I woke up to my alarm and quickly took and shower and got dressed. To my relief, Sherlock was nowhere to be seen. For the first time in weeks, Toby and I enjoyed a quiet breakfast together. A tiny part of me was disconcerted that he hadn't left a note. Why would he? I'm not his keeper. I gave toby a pat on the head before heading out the door and going to work.

My phone buzzed just as I entered the morgue. The few moments of joy I had from some alone time this morning were shattered when John texted me to remind me about our lunch engagement today. Lying to that poor man kills me even if I know it's for his own protection. I reply in the affirmative and get started on my work.

I force a smile when I see John step out of the cab. He looks worn. It's been four months since Sherlock faked his death but John looks to have aged years. He has a perpetual empty look in his eyes. Even when he smiles and laughs, his eyes break my heart. I hug him and really give him a strong reassuring squeeze. I may not think everything will turn out alright for myself, I just know things will be okay for him. He's a good strong man.

We walk to a café down the street as he asks me questions about work and I ask him about the new medical practice he's started up with. As soon as we are seated at an outside table, he looks at me directly and asks, "how are you holding up molly? Don't feel like you can't tell me because I know how you felt about him."

A lump forms in my throat and my face heats in shame.

"Oh John, things have changed so much and everyday I'm being beaten down more and more. I don't know how much more I can take," I say, telling him the truth but not revealing anything about Sherlock's state of un-dead. A small sob escapes me but I shut it down quickly and compose myself for John's sake.

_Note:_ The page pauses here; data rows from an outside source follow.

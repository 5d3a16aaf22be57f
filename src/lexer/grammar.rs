//! Rule table authoring notes.
//!
//! This module documents the conventions the language tables in
//! [`crate::languages`] are written against. It contains no code.
//!
//! ## Matching model
//!
//! Each state holds an ordered rule list. At every offset the engine tries
//! the current state's rules top to bottom and takes the **first** one whose
//! pattern matches exactly at that offset. Declaration order is the only
//! tie-break; a later rule matching more text never wins. Tables therefore
//! list specific patterns (keywords, literals) before catch-alls
//! (identifiers).
//!
//! Patterns always compile in multi-line mode, so `^` matches after every
//! newline, not just at offset zero. Whole-table case folding is a build
//! flag; individual rules can opt in with an inline `(?i)` group instead.
//! Lookahead is available and used where a literal must not extend
//! (`[0-9]+\.[0-9]*(?!\.)` keeps `1..` from lexing as a float).
//!
//! ## Transitions
//!
//! | Transition | Effect on the stack |
//! |------------|---------------------|
//! | `Stay` | none |
//! | `Push(state)` | enter a nested context (string body, generics) |
//! | `Pop(n)` | leave up to `n` contexts; the root entry always survives |
//! | `PopAll` | back to the root context |
//! | `Goto(state)` | replace the current context |
//!
//! A state may re-push itself to model nesting: the Monkey block-comment
//! state pushes `comment` again on every inner `#rem` so that each `#end`
//! closes exactly one level.
//!
//! ## Default transitions
//!
//! A state's *default* fires only when no rule matched: it consumes
//! nothing, emits nothing, and applies its transition. The Monkey
//! `classname` state uses `default(Pop(1))` to fall back out of a generic
//! type annotation on the first character that cannot extend it.
//!
//! ## Progress guarantees
//!
//! Anything no rule matches is emitted as a one-character
//! [`Error`](crate::TokenKind::Error) token, so lexing always reaches the
//! end of input. A rule that consumes nothing must change the stack; the
//! builder rejects the statically detectable cases and the engine treats
//! the rest as a table bug rather than looping.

Reaching across the table, he takes my hands between his.

"Not a day goes by where I don't think about him," whispers John as he barely restrains the tears that threaten to pour down his cheeks.

Lunch was dreadful. I devise a plan to distance myself from John until Sherlock can reveal himself back into the world. Lying and not being able to just shout the truth at him become more difficult every time I see his poor broken spirit. I also silently agree to not murder Sherlock for real until after John gets to see him again.

Around 7 I finish up and head out of the morgue when I hear my name being called from down the hallway.

"Joaquin?" I ask, surprised to see him as he races to catch up with me.

"I'm so sorry that I wasn't able to come visit you in the morgue today. I was so absurdly busy. How about we grab a pint?" he asked, searching my face for a reaction.

I shook my head but smiled a real genuine smile.

"Not tonight. I've had a rough day and can imagine nothing better than a good soak in the tub followed by going to bed early," I say happily, hoping to not hurt his feelings.

"What about this weekend? Saturday night?" He tries again.

I think about it. Sherlock certainly doesn't want me and why the hell should I stay single just because of a madman living in my flat?

"I would love to," I answer before giving him my cell phone number so that he can let me know where to meet him on Saturday.

"See you then," he says, giving me a quick peck on the cheek before walking down the street.

I hailed and cab and smiled to myself. Tuesdays are maybe a little better than Mondays.

Sherlock is still not there when I return to my flat. I pour myself a rather large glass of wine and relax in the bath. Who needs Sherlock Holmes?